Corky’s a self-taught photographer, and the “undisputed unofficial Asian American Photographer Laureate.” The ubiquitous Corky has covered the day-to-day lives of Asian Pacific Americans, and he’s been there to capture some historical moments in American history.
For over 30 years, Corky has used his camera to ensure that the faces of Asian Pacific Americans and their experiences be included in American history. His mission has been to document the incredibly diverse Asian American communities ignored by mainstream media. In an interview in AsianWeek Corky commented, “I’d like to think that every time I take my camera out of my bag, it’s like drawing a sword to combat indifference, injustice and discrimination, trying to get rid of stereotypes.”
At once intensely personal and socially conscious, Corky’s self-styled photojournalism crosses the divides of different Asian nationalities, and presents a rich picture of AAPIs adjusting and finding their place in America. As a photojournalist imbued with an unyielding passion for community activism, he’s challenged stereotypes by offering diverse images from the often invisible and excluded Asian Pacific American communities.
His work, which has been described as “only a small attempt to rectify omissions in our history text books,” has appeared in Time magazine, The New York Times, The Village Voice, Associated Press, The Villager and Downtown Express, as well as exhibitions throughout the United States, including Boston, San Francisco, Honolulu and Denver. On college campuses, his photographs have been exhibited at Cornell, Columbia, Harvard, Princeton and John Jay College of Criminal Justice in New York City. Lee contends that he owes much of his success to the Asian American press, notably A. magazine, Filipinas magazine and Koream Journal in addition to the following newspapers: AsianWeek, Asian New Yorker, NY Nichibei, Rafu Shimpo, International Examiner and Hawaii Herald.

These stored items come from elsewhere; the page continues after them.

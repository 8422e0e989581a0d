//! Endpoint URL construction.
//!
//! Identifiers and query values are percent-encoded as they are appended, so
//! an id such as `a/b` stays a single path segment and search text cannot
//! smuggle extra query parameters.

use std::fmt::Display;

use reqwest::Url;

#[derive(Debug, Clone)]
pub struct Endpoint {
    url: Url,
}

impl Endpoint {
    /// `base` must be able to carry path segments (checked by `ClientConfig`).
    #[must_use]
    pub fn new(base: &Url) -> Self {
        let mut url = base.clone();
        if let Ok(mut segments) = url.path_segments_mut() {
            segments.pop_if_empty();
        }
        Self { url }
    }

    #[must_use]
    pub fn segment(mut self, segment: impl Display) -> Self {
        if let Ok(mut segments) = self.url.path_segments_mut() {
            segments.push(&segment.to_string());
        }
        self
    }

    #[must_use]
    pub fn segments<I>(self, segments: I) -> Self
    where
        I: IntoIterator,
        I::Item: Display,
    {
        segments
            .into_iter()
            .fold(self, |endpoint, segment| endpoint.segment(segment))
    }

    #[must_use]
    pub fn query(mut self, key: &str, value: impl Display) -> Self {
        self.url
            .query_pairs_mut()
            .append_pair(key, &value.to_string());
        self
    }

    #[must_use]
    pub fn into_url(self) -> Url {
        self.url
    }
}

#[cfg(test)]
mod tests {
    use super::*;

    fn base() -> Url {
        Url::parse("http://localhost:5053/api").unwrap()
    }

    #[test]
    fn appends_segments_under_the_api_prefix() {
        let url = Endpoint::new(&base())
            .segments(["leave-requests", "7", "approve"])
            .into_url();
        assert_eq!(url.as_str(), "http://localhost:5053/api/leave-requests/7/approve");
    }

    #[test]
    fn trailing_slash_on_base_is_not_doubled() {
        let base = Url::parse("http://localhost:5053/api/").unwrap();
        let url = Endpoint::new(&base).segment("employees").into_url();
        assert_eq!(url.path(), "/api/employees");
    }

    #[test]
    fn numeric_ids_and_queries() {
        let url = Endpoint::new(&base())
            .segments(["payrolls", "3", "status"])
            .query("status", "PAID")
            .into_url();
        assert_eq!(url.path(), "/api/payrolls/3/status");
        assert_eq!(url.query(), Some("status=PAID"));

        let url = Endpoint::new(&base()).segment("employees").segment(42).into_url();
        assert_eq!(url.path(), "/api/employees/42");
    }

    #[test]
    fn reserved_characters_are_escaped() {
        let url = Endpoint::new(&base())
            .segments(["employees", "a/b?c"])
            .into_url();
        assert_eq!(url.path(), "/api/employees/a%2Fb%3Fc");

        let url = Endpoint::new(&base())
            .segments(["employees", "search"])
            .query("q", "jane & co=1")
            .into_url();
        assert_eq!(url.query(), Some("q=jane+%26+co%3D1"));
    }

    #[test]
    fn empty_identifier_is_forwarded_as_empty_segment() {
        let url = Endpoint::new(&base()).segments(["employees", ""]).into_url();
        assert_eq!(url.path(), "/api/employees/");

        let url = Endpoint::new(&base())
            .segments(["leave-requests", "", "approve"])
            .into_url();
        assert_eq!(url.path(), "/api/leave-requests//approve");
    }

    #[test]
    fn bare_origin_base() {
        let base = Url::parse("http://localhost:5053").unwrap();
        let url = Endpoint::new(&base).segments(["dashboard", "stats"]).into_url();
        assert_eq!(url.as_str(), "http://localhost:5053/dashboard/stats");
    }
}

Born and raised Queens, N.Y., Lee is a second-generation Chinese American and the eldest child of a “paper son” laundryman and a seamstress. Lee is a graduate of Queens College and lives in Queens.
He was the 2002 Artist-In-Residence at New York University’s Asian/Pacific/American Studies Program.
Corky Lee’s photographs are in 40 to 50 books, including a retrospective he’s publishing this year. Three of Corky’s photographs are included in a recently published coffee table book, “100 NY Photographers” edited by Cynthia Dantzic and published by Schiffer Book Publishing.
His images are in good company, flanked by work from the likes of Bruce Davidson, Annie Leibovitz, Jay Maisel, Elliot Erwitt and Mary Ellen Mark — all iconic photographers of the last century.
We’re honored to have such a heavyweight of Asian American culture and media join us for our next call!